I am 17 years old. I never open up like this, so hee goes.
I guess I fit the typical
'TSR steriotype'; I am my schools top academic and have very few friends.
At the start of the year, I randomly started speaking to a girl on the internet (she lived 2 hours away) and she was, in my mind, perfect. I had never been
'popular' at school, at the time we started talking I was at a real lowpoint due to lonelyness.
She was the perfect cure for my despondancy, I loved hearing her silly stories and talking to her (like I had done with no one else before) until the early hours of the morning.
We both developed feelings for each other, but could only manage a few meetups due to distance. We had our own
'unofficial' relationship.
Fastforward 10 months,>120k Facebook messages and hundreds of hours of calls, she goes to university.

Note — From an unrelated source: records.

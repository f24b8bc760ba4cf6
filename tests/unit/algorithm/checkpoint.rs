//! Tests for checkpoint scheduling and snapshot sinks

#[cfg(test)]
mod tests {
    use allrgb::AlgorithmError;
    use allrgb::algorithm::checkpoint::{Checkpoint, CheckpointSchedule, CheckpointSink};
    use allrgb::spatial::Canvas;

    // Verifies a single checkpoint lands on the last placement
    // Verified by scheduling at (k + 1) * total / amount
    #[test]
    fn test_single_checkpoint_at_end() {
        let schedule = CheckpointSchedule::new(8, 1).expect("valid schedule");
        assert_eq!(schedule.iter().collect::<Vec<_>>(), vec![(7, 0)]);
        assert_eq!(schedule.checkpoint_at(7), Some(0));
        assert_eq!(schedule.checkpoint_at(6), None);
    }

    // Verifies checkpoints are spread evenly with the last one at the end
    // Verified by rounding the spacing up
    #[test]
    fn test_even_spacing() {
        let schedule = CheckpointSchedule::new(10, 3).expect("valid schedule");
        assert_eq!(
            schedule.iter().collect::<Vec<_>>(),
            vec![(2, 0), (5, 1), (9, 2)]
        );
        assert_eq!(schedule.len(), 3);

        let every = CheckpointSchedule::new(4, 4).expect("valid schedule");
        assert_eq!(
            every.iter().collect::<Vec<_>>(),
            vec![(0, 0), (1, 1), (2, 2), (3, 3)]
        );
    }

    // Verifies amount zero disables checkpoints
    // Verified by always emitting a final checkpoint
    #[test]
    fn test_zero_amount() {
        let schedule = CheckpointSchedule::new(8, 0).expect("valid schedule");
        assert!(schedule.is_empty());
        assert_eq!(schedule.checkpoint_at(7), None);
    }

    // Verifies more checkpoints than placements is rejected
    // Verified by clamping the amount silently
    #[test]
    fn test_amount_exceeds_total() {
        assert!(matches!(
            CheckpointSchedule::new(8, 9),
            Err(AlgorithmError::InvalidParameter {
                parameter: "image.amount",
                ..
            })
        ));
    }

    // Verifies progress is reported as whole percent of placements
    // Verified by reporting the index without the +1
    #[test]
    fn test_progress_percent() {
        let checkpoint = Checkpoint {
            id: 0,
            index: 3,
            snapshot: Canvas::new(2, 4),
        };
        assert_eq!(checkpoint.progress_percent(), 50);

        let last = Checkpoint {
            id: 1,
            index: 7,
            snapshot: Canvas::new(2, 4),
        };
        assert_eq!(last.progress_percent(), 100);
    }

    // Verifies the collecting sink keeps snapshots in order
    // Verified by discarding snapshots in the Vec sink
    #[test]
    fn test_sinks() {
        let mut collected: Vec<Checkpoint> = Vec::new();
        let mut discard = ();
        for id in 0..3 {
            let checkpoint = Checkpoint {
                id,
                index: id,
                snapshot: Canvas::new(1, 1),
            };
            discard.accept(checkpoint.clone());
            collected.accept(checkpoint);
        }
        assert_eq!(
            collected.iter().map(|c| c.id).collect::<Vec<_>>(),
            vec![0, 1, 2]
        );
    }
}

Before she left she told me she loved me etc.
I told her that I appreciate that uni is something she worked hard for and is going to be the peak of her life, so she doesnt need to worry about messaging me all the time as usual and that she should go do whatever she wants, not being held back.
I never realised how jelous I would get. I know that if she was to have a drunken snog Id be really hurt.
Additionally, she started becoming very distant and seemed to have moved on, leaving me behind.
Again, I completely understood this and broke it off with her.
So now, without her, I have realised how little friends I have. I'm just completely alone with my studies.
Whats worse, I am constantly getting upset by prospect of what shes doing in clubs etc with other guys, I always feel ****.
I still live in fantasy land of where Im with her and shes
my girl. I Just cant get the image of her with other guys out my head
I just dont know what to do
Thanks for reading this, it means alot!